[[ Exercise input, beginning ]]
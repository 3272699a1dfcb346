use anyhow::{bail, Context, Result};
use std::env;
use std::time::Duration;

#[cfg(test)]
use std::collections::HashMap;

use crate::inspect::modem::is_device_id;
use crate::tracker::Thresholds;

/// Audio family override; `Auto` runs USB detection
#[derive(Debug, Clone, Copy, PartialEq, Eq)]
pub enum FamilySetting {
    Auto,
    Uac,
    TtyPcm,
}

impl FamilySetting {
    fn parse(raw: &str) -> Option<Self> {
        match raw.trim().to_ascii_lowercase().as_str() {
            "" | "auto" => Some(FamilySetting::Auto),
            "uac" => Some(FamilySetting::Uac),
            "tty-pcm" | "tty_pcm" | "ttypcm" => Some(FamilySetting::TtyPcm),
            _ => None,
        }
    }
}

#[derive(Debug, Clone)]
pub struct Config {
    // Scheduling
    pub monitor_enabled: bool,
    pub check_interval_ms: u64,

    // Escalation
    pub thresholds: Thresholds,
    pub max_hard_attempts: u32,

    // Modems
    pub modem_ids: Vec<String>,
    pub modem_id_prefix: String,
    pub modem_family: FamilySetting,

    // Operator log sink (append-only)
    pub log_path: String,

    // External commands
    pub command_timeout_secs: u64,
    pub asterisk_bin: String,
    pub asterisk_restart_command: String,
    /// Empty disables the USB reset step of Hard recovery
    pub usb_reset_command: String,

    // Settle delays after corrective actions
    pub soft_delay_secs: u64,
    pub medium_delay_secs: u64,
    pub hard_delay_secs: u64,
    pub asterisk_delay_secs: u64,
    // Rapid AT commands get dropped on UAC hardware
    pub audio_command_delay_ms: u64,

    // WireGuard
    pub wg_enabled: bool,
    pub wg_interface: String,
    pub wg_config_dir: String,
    pub wg_max_recovery_attempts: u32,
    pub wg_handshake_max_age_secs: u64,

    // Health check HTTP server port (optional, disabled if not set)
    // When set, exposes /health, /ready, /status and /metrics endpoints
    pub health_port: Option<u16>,
}

impl Config {
    pub fn from_env() -> Result<Self> {
        dotenvy::dotenv().ok(); // Load .env if present, ignore if missing
        Self::from_getter(|key| env::var(key).ok())
    }

    /// Parse config from a custom getter function (for testing)
    pub fn from_getter<F>(get: F) -> Result<Self>
    where
        F: Fn(&str) -> Option<String>,
    {
        let number = |key: &str, default: u64| -> Result<u64> {
            match get(key).filter(|s| !s.trim().is_empty()) {
                Some(s) => s
                    .trim()
                    .parse()
                    .with_context(|| format!("{} must be a non-negative integer", key)),
                None => Ok(default),
            }
        };
        let threshold = |key: &str, default: u32| -> Result<u32> {
            let value = number(key, default as u64)?;
            u32::try_from(value).with_context(|| format!("{} is out of range", key))
        };
        let flag = |key: &str, default: bool| -> bool {
            match get(key).map(|s| s.trim().to_ascii_lowercase()) {
                Some(s) if matches!(s.as_str(), "1" | "true" | "yes" | "on") => true,
                Some(s) if matches!(s.as_str(), "0" | "false" | "no" | "off") => false,
                _ => default,
            }
        };

        let modem_family = match get("MODEM_FAMILY") {
            Some(raw) => FamilySetting::parse(&raw)
                .with_context(|| format!("MODEM_FAMILY '{}' must be auto, uac or tty-pcm", raw))?,
            None => FamilySetting::Auto,
        };

        Ok(Config {
            monitor_enabled: flag("MONITOR_ENABLED", true),
            check_interval_ms: number("CHECK_INTERVAL_MS", 30_000)?,

            thresholds: Thresholds {
                soft: threshold("RECOVERY_SOFT_THRESHOLD", 3)?,
                medium: threshold("RECOVERY_MEDIUM_THRESHOLD", 6)?,
                hard: threshold("RECOVERY_HARD_THRESHOLD", 10)?,
            },
            max_hard_attempts: threshold("MAX_HARD_RECOVERY_ATTEMPTS", 3)?,

            modem_ids: get("MODEM_IDS")
                .unwrap_or_else(|| "quectel0".to_string())
                .split(',')
                .map(|s| s.trim().to_string())
                .filter(|s| !s.is_empty())
                .collect(),
            modem_id_prefix: get("MODEM_ID_PREFIX").unwrap_or_else(|| "quectel".to_string()),
            modem_family,

            log_path: get("RECOVERY_LOG_PATH")
                .unwrap_or_else(|| "/var/log/modemguard/recovery.log".to_string()),

            command_timeout_secs: number("COMMAND_TIMEOUT_SECS", 10)?,
            asterisk_bin: get("ASTERISK_BIN").unwrap_or_else(|| "asterisk".to_string()),
            asterisk_restart_command: get("ASTERISK_RESTART_COMMAND")
                .unwrap_or_else(|| "systemctl restart asterisk".to_string()),
            usb_reset_command: get("USB_RESET_COMMAND").unwrap_or_else(|| "usbreset".to_string()),

            soft_delay_secs: number("SOFT_RECOVERY_DELAY_SECS", 5)?,
            medium_delay_secs: number("MEDIUM_RECOVERY_DELAY_SECS", 15)?,
            hard_delay_secs: number("HARD_RECOVERY_DELAY_SECS", 20)?,
            asterisk_delay_secs: number("ASTERISK_RECOVERY_DELAY_SECS", 15)?,
            audio_command_delay_ms: number("AUDIO_COMMAND_DELAY_MS", 1000)?,

            wg_enabled: flag("WIREGUARD_ENABLED", false),
            wg_interface: get("WIREGUARD_INTERFACE").unwrap_or_else(|| "wg0".to_string()),
            wg_config_dir: get("WIREGUARD_CONFIG_DIR").unwrap_or_else(|| "/etc/wireguard".to_string()),
            wg_max_recovery_attempts: threshold("WIREGUARD_MAX_RECOVERY_ATTEMPTS", 3)?,
            wg_handshake_max_age_secs: number("WIREGUARD_HANDSHAKE_MAX_AGE_SECS", 180)?,

            health_port: get("HEALTH_PORT").and_then(|s| s.parse().ok()),
        })
    }

    /// Create config from a HashMap (convenience for testing)
    #[cfg(test)]
    pub fn from_map(map: &HashMap<&str, &str>) -> Result<Self> {
        Self::from_getter(|key| map.get(key).map(|v| v.to_string()))
    }

    pub fn check_interval(&self) -> Duration {
        Duration::from_millis(self.check_interval_ms)
    }

    pub fn command_timeout(&self) -> Duration {
        Duration::from_secs(self.command_timeout_secs)
    }

    pub fn audio_command_delay(&self) -> Duration {
        Duration::from_millis(self.audio_command_delay_ms)
    }

    /// Validate configuration values at startup.
    /// Returns Ok(()) if all validations pass, or Err with details of what failed.
    pub fn validate(&self) -> Result<()> {
        let mut errors: Vec<String> = Vec::new();

        if self.check_interval_ms == 0 {
            errors.push("CHECK_INTERVAL_MS must be greater than 0.".to_string());
        }

        if let Err(e) = self.thresholds.validate() {
            errors.push(e.to_string());
        }

        if self.max_hard_attempts == 0 {
            errors.push("MAX_HARD_RECOVERY_ATTEMPTS must be at least 1.".to_string());
        }

        if self.modem_id_prefix.trim().is_empty() {
            errors.push("MODEM_ID_PREFIX cannot be empty.".to_string());
        }

        for id in &self.modem_ids {
            if let Err(e) = self.check_modem_id(id) {
                errors.push(format!("MODEM_IDS entry {}", e));
            }
        }

        if self.command_timeout_secs == 0 {
            errors.push("COMMAND_TIMEOUT_SECS must be greater than 0.".to_string());
        }

        if self.log_path.trim().is_empty() {
            errors.push("RECOVERY_LOG_PATH cannot be empty.".to_string());
        }

        if self.asterisk_bin.trim().is_empty() {
            errors.push("ASTERISK_BIN cannot be empty.".to_string());
        }

        if self.wg_enabled && !is_interface_name(&self.wg_interface) {
            errors.push(format!(
                "WIREGUARD_INTERFACE '{}' is not a valid interface name.",
                self.wg_interface
            ));
        }

        if errors.is_empty() {
            Ok(())
        } else {
            bail!(
                "Configuration validation failed:\n  - {}",
                errors.join("\n  - ")
            )
        }
    }

    /// Accept a device id only if it is safe to splice into an engine command
    pub fn check_modem_id(&self, id: &str) -> Result<()> {
        if !is_device_id(id, &self.modem_id_prefix) {
            bail!(
                "'{}' must start with '{}' and contain only [A-Za-z0-9_-].",
                id,
                self.modem_id_prefix
            );
        }
        Ok(())
    }
}

/// Linux interface names: 1-15 chars, no whitespace or slashes
fn is_interface_name(name: &str) -> bool {
    !name.is_empty()
        && name.len() <= 15
        && name
            .chars()
            .all(|c| c.is_ascii_alphanumeric() || c == '-' || c == '_' || c == '.')
}

#[cfg(test)]
mod tests {
    use super::*;

    #[test]
    fn test_defaults() {
        let config = Config::from_map(&HashMap::new()).expect("defaults should parse");

        assert!(config.monitor_enabled);
        assert_eq!(config.check_interval_ms, 30_000);
        assert_eq!(config.thresholds, Thresholds { soft: 3, medium: 6, hard: 10 });
        assert_eq!(config.max_hard_attempts, 3);
        assert_eq!(config.modem_ids, vec!["quectel0"]);
        assert_eq!(config.modem_family, FamilySetting::Auto);
        assert_eq!(config.soft_delay_secs, 5);
        assert_eq!(config.medium_delay_secs, 15);
        assert_eq!(config.hard_delay_secs, 20);
        assert_eq!(config.audio_command_delay(), Duration::from_secs(1));
        assert!(!config.wg_enabled);
        assert_eq!(config.wg_max_recovery_attempts, 3);
        assert!(config.health_port.is_none());
        assert!(config.validate().is_ok());
    }

    #[test]
    fn test_modem_ids_list() {
        let mut env = HashMap::new();
        env.insert("MODEM_IDS", " quectel0, quectel-1 ,,quectel2");
        let config = Config::from_map(&env).expect("should parse");
        assert_eq!(config.modem_ids, vec!["quectel0", "quectel-1", "quectel2"]);
    }

    #[test]
    fn test_custom_thresholds() {
        let mut env = HashMap::new();
        env.insert("RECOVERY_SOFT_THRESHOLD", "2");
        env.insert("RECOVERY_MEDIUM_THRESHOLD", "4");
        env.insert("RECOVERY_HARD_THRESHOLD", "8");
        let config = Config::from_map(&env).expect("should parse");
        assert_eq!(config.thresholds, Thresholds { soft: 2, medium: 4, hard: 8 });
    }

    #[test]
    fn test_invalid_number_mentions_key() {
        let mut env = HashMap::new();
        env.insert("CHECK_INTERVAL_MS", "soon");
        let err = Config::from_map(&env).unwrap_err().to_string();
        assert!(err.contains("CHECK_INTERVAL_MS"), "error should mention key: {}", err);
    }

    #[test]
    fn test_threshold_overflow_rejected() {
        let mut env = HashMap::new();
        env.insert("RECOVERY_HARD_THRESHOLD", "99999999999");
        assert!(Config::from_map(&env).is_err());
    }

    #[test]
    fn test_modem_family_values() {
        for (raw, expected) in [
            ("auto", FamilySetting::Auto),
            ("UAC", FamilySetting::Uac),
            ("tty-pcm", FamilySetting::TtyPcm),
        ] {
            let mut env = HashMap::new();
            env.insert("MODEM_FAMILY", raw);
            assert_eq!(Config::from_map(&env).unwrap().modem_family, expected);
        }

        let mut env = HashMap::new();
        env.insert("MODEM_FAMILY", "huawei");
        let err = Config::from_map(&env).unwrap_err().to_string();
        assert!(err.contains("MODEM_FAMILY"));
    }

    #[test]
    fn test_flags() {
        let mut env = HashMap::new();
        env.insert("MONITOR_ENABLED", "off");
        env.insert("WIREGUARD_ENABLED", "yes");
        let config = Config::from_map(&env).unwrap();
        assert!(!config.monitor_enabled);
        assert!(config.wg_enabled);
    }

    #[test]
    fn test_validation_rejects_unordered_thresholds() {
        let mut env = HashMap::new();
        env.insert("RECOVERY_SOFT_THRESHOLD", "6");
        env.insert("RECOVERY_MEDIUM_THRESHOLD", "6");
        let config = Config::from_map(&env).unwrap();
        let err = config.validate().unwrap_err().to_string();
        assert!(err.contains("soft < medium < hard"), "unexpected error: {}", err);
    }

    #[test]
    fn test_validation_rejects_bad_modem_id() {
        let mut env = HashMap::new();
        env.insert("MODEM_IDS", "quectel0,dongle1,quectel;reboot");
        let config = Config::from_map(&env).unwrap();
        let err = config.validate().unwrap_err().to_string();
        assert!(err.contains("dongle1"));
        assert!(err.contains("quectel;reboot"));
        assert!(!err.contains("'quectel0'"));
    }

    #[test]
    fn test_check_modem_id() {
        let config = Config::from_map(&HashMap::new()).unwrap();
        assert!(config.check_modem_id("quectel0").is_ok());
        assert!(config.check_modem_id("quectel-b_2").is_ok());
        for id in ["quectel0;reboot", "quectel0 $(id)", "dongle0", "", "quectel0`id`"] {
            let err = config.check_modem_id(id).expect_err(id).to_string();
            assert!(err.contains("'quectel'"), "{}", err);
        }
    }

    #[test]
    fn test_validation_zero_interval() {
        let mut env = HashMap::new();
        env.insert("CHECK_INTERVAL_MS", "0");
        let config = Config::from_map(&env).unwrap();
        let err = config.validate().unwrap_err().to_string();
        assert!(err.contains("CHECK_INTERVAL_MS"));
    }

    #[test]
    fn test_validation_bad_interface_only_when_enabled() {
        let mut env = HashMap::new();
        env.insert("WIREGUARD_INTERFACE", "wg 0; reboot");
        let config = Config::from_map(&env).unwrap();
        assert!(config.validate().is_ok());

        env.insert("WIREGUARD_ENABLED", "true");
        let config = Config::from_map(&env).unwrap();
        assert!(config.validate().unwrap_err().to_string().contains("WIREGUARD_INTERFACE"));
    }

    #[test]
    fn test_validation_collects_all_errors() {
        let mut env = HashMap::new();
        env.insert("CHECK_INTERVAL_MS", "0");
        env.insert("COMMAND_TIMEOUT_SECS", "0");
        env.insert("MAX_HARD_RECOVERY_ATTEMPTS", "0");
        let err = Config::from_map(&env).unwrap().validate().unwrap_err().to_string();
        assert!(err.contains("CHECK_INTERVAL_MS"));
        assert!(err.contains("COMMAND_TIMEOUT_SECS"));
        assert!(err.contains("MAX_HARD_RECOVERY_ATTEMPTS"));
    }
}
[[ Exercise input, end ]]
Your objective
Lines with "testing": copy every one of them from the listing above.

Answer for this exercise
    /// Parse config from a custom getter function (for testing)
    /// Create config from a HashMap (convenience for testing)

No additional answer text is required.